[[ SOURCE INFORMATION, beginning ]]

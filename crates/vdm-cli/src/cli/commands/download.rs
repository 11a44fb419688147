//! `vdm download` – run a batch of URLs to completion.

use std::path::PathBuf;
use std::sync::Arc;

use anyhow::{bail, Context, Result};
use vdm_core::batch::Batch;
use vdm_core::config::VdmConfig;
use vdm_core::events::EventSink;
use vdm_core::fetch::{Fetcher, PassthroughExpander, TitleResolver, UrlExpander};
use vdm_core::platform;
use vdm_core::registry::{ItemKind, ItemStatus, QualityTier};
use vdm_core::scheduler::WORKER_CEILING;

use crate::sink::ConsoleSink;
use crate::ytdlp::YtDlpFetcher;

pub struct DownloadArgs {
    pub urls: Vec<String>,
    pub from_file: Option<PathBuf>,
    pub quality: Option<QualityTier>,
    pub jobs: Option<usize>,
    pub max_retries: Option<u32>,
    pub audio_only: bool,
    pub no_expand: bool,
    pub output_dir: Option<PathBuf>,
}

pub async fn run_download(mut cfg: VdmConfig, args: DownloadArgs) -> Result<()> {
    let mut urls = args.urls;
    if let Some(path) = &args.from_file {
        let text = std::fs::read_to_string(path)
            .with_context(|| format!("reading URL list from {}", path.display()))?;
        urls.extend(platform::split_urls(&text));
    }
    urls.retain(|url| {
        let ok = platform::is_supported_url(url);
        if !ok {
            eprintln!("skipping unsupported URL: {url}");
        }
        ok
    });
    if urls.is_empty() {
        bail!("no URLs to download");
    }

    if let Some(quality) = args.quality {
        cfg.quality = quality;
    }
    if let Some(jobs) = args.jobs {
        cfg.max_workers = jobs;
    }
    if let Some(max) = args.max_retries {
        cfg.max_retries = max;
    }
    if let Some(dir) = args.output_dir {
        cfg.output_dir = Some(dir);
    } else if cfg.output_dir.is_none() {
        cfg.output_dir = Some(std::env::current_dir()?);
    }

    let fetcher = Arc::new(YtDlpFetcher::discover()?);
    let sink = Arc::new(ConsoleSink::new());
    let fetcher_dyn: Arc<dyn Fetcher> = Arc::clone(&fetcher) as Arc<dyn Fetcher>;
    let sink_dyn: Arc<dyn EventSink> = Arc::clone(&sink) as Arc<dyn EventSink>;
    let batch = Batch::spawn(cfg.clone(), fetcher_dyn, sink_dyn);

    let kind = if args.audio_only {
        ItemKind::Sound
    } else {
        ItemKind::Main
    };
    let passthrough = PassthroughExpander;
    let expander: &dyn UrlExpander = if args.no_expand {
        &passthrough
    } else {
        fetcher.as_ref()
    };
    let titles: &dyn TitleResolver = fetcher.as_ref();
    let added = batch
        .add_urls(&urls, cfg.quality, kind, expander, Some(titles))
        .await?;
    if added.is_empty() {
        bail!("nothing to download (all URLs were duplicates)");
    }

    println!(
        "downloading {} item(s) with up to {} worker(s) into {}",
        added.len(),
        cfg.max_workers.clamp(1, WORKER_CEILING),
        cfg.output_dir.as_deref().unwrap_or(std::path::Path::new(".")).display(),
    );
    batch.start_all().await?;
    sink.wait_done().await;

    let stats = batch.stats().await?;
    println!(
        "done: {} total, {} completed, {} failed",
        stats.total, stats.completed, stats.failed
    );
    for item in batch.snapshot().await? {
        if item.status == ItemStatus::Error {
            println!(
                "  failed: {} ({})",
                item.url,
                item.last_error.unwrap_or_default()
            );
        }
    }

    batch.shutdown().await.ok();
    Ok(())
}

[[ SOURCE INFORMATION, end ]]
[[ SOURCE INFORMATION, beginning ]]

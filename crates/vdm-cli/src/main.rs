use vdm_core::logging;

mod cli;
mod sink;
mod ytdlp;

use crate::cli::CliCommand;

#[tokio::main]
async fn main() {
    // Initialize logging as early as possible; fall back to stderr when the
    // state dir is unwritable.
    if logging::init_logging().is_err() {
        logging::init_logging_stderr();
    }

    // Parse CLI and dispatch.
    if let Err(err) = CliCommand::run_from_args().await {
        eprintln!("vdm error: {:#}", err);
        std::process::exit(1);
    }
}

[[ SOURCE INFORMATION, end ]]
[[ SOURCE INFORMATION, beginning ]]

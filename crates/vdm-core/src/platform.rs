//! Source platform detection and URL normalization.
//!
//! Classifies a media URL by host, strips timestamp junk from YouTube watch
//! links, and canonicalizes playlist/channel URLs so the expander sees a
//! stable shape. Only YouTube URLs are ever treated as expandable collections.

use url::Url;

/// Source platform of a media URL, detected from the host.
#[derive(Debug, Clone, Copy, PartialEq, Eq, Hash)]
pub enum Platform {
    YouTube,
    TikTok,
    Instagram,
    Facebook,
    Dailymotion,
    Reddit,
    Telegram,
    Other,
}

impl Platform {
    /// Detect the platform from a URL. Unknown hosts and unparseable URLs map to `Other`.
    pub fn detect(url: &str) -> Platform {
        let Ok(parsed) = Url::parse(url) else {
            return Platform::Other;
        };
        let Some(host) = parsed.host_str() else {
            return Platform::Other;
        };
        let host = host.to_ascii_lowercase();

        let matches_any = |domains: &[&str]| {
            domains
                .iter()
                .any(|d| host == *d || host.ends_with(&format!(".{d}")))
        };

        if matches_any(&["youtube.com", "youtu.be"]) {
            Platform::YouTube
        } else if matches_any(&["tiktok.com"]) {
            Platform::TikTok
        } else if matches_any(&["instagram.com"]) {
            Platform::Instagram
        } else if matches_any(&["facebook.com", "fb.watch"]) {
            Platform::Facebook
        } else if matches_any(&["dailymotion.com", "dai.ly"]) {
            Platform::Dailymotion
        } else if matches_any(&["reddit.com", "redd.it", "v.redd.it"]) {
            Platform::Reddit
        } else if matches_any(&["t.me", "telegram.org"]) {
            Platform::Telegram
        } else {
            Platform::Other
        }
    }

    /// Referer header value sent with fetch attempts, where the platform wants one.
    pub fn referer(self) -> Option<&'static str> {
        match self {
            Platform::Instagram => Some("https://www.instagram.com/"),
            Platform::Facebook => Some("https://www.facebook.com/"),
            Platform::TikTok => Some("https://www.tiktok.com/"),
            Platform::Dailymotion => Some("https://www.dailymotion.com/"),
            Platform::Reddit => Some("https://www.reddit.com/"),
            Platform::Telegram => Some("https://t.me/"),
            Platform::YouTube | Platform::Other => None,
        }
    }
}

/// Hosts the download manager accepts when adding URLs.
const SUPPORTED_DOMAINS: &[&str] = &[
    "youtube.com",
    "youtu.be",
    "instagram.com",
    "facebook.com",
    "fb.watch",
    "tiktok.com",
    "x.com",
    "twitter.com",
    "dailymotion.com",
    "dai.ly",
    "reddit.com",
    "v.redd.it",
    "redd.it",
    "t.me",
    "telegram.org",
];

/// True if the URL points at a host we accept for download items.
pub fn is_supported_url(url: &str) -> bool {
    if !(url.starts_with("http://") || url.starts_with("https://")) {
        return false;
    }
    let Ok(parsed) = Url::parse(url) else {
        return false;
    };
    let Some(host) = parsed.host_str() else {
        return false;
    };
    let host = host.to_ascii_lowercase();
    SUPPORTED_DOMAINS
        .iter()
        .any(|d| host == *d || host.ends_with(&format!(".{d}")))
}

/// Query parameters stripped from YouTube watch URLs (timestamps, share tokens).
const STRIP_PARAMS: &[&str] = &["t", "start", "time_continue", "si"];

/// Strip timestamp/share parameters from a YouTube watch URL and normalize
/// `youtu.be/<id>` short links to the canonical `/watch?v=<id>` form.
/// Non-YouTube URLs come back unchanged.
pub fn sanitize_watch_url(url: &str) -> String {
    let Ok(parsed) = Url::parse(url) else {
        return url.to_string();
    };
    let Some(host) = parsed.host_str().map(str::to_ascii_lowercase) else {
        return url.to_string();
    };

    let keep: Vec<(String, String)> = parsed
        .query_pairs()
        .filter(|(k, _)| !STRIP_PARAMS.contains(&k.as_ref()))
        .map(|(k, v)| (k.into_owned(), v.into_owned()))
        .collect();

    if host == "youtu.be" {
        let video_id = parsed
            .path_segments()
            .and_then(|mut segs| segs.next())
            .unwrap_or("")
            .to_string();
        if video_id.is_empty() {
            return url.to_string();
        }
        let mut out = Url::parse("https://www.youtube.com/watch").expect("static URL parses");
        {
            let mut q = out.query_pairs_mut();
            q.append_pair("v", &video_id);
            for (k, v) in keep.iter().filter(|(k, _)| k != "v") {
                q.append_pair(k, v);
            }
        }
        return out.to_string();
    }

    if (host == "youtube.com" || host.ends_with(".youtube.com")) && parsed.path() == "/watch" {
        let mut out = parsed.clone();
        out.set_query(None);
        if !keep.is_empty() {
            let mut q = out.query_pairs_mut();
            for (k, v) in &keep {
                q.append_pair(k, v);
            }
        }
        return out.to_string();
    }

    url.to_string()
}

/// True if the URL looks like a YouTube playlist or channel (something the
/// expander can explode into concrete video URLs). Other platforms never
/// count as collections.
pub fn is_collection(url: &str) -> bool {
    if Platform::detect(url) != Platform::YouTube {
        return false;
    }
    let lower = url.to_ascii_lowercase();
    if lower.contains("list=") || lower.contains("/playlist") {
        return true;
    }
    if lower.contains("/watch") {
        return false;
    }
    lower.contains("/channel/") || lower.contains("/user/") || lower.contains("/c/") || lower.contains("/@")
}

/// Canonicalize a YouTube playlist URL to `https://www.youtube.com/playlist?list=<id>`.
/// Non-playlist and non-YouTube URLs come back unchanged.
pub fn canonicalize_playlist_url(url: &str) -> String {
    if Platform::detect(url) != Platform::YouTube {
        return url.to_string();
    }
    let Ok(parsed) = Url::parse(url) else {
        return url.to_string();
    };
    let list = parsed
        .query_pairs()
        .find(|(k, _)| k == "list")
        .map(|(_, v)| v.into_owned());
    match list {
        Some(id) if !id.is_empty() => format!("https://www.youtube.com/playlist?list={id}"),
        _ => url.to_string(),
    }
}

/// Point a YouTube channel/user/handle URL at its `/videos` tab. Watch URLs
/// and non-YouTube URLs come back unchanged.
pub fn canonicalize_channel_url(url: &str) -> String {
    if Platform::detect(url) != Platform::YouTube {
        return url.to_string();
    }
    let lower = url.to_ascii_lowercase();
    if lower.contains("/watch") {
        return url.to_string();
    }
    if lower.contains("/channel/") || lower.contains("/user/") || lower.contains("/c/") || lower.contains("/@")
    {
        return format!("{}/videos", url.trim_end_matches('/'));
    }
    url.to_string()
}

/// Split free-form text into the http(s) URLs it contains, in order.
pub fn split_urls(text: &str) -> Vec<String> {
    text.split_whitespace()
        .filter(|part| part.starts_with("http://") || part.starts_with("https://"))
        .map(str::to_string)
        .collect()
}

[[ SOURCE INFORMATION, end ]]

**TASK**.
Where the string "static" occurs in a line of the listing, copy the line.

**SOLVED EXERCISE**.
    pub fn referer(self) -> Option<&'static str> {
        let mut out = Url::parse("https://www.youtube.com/watch").expect("static URL parses");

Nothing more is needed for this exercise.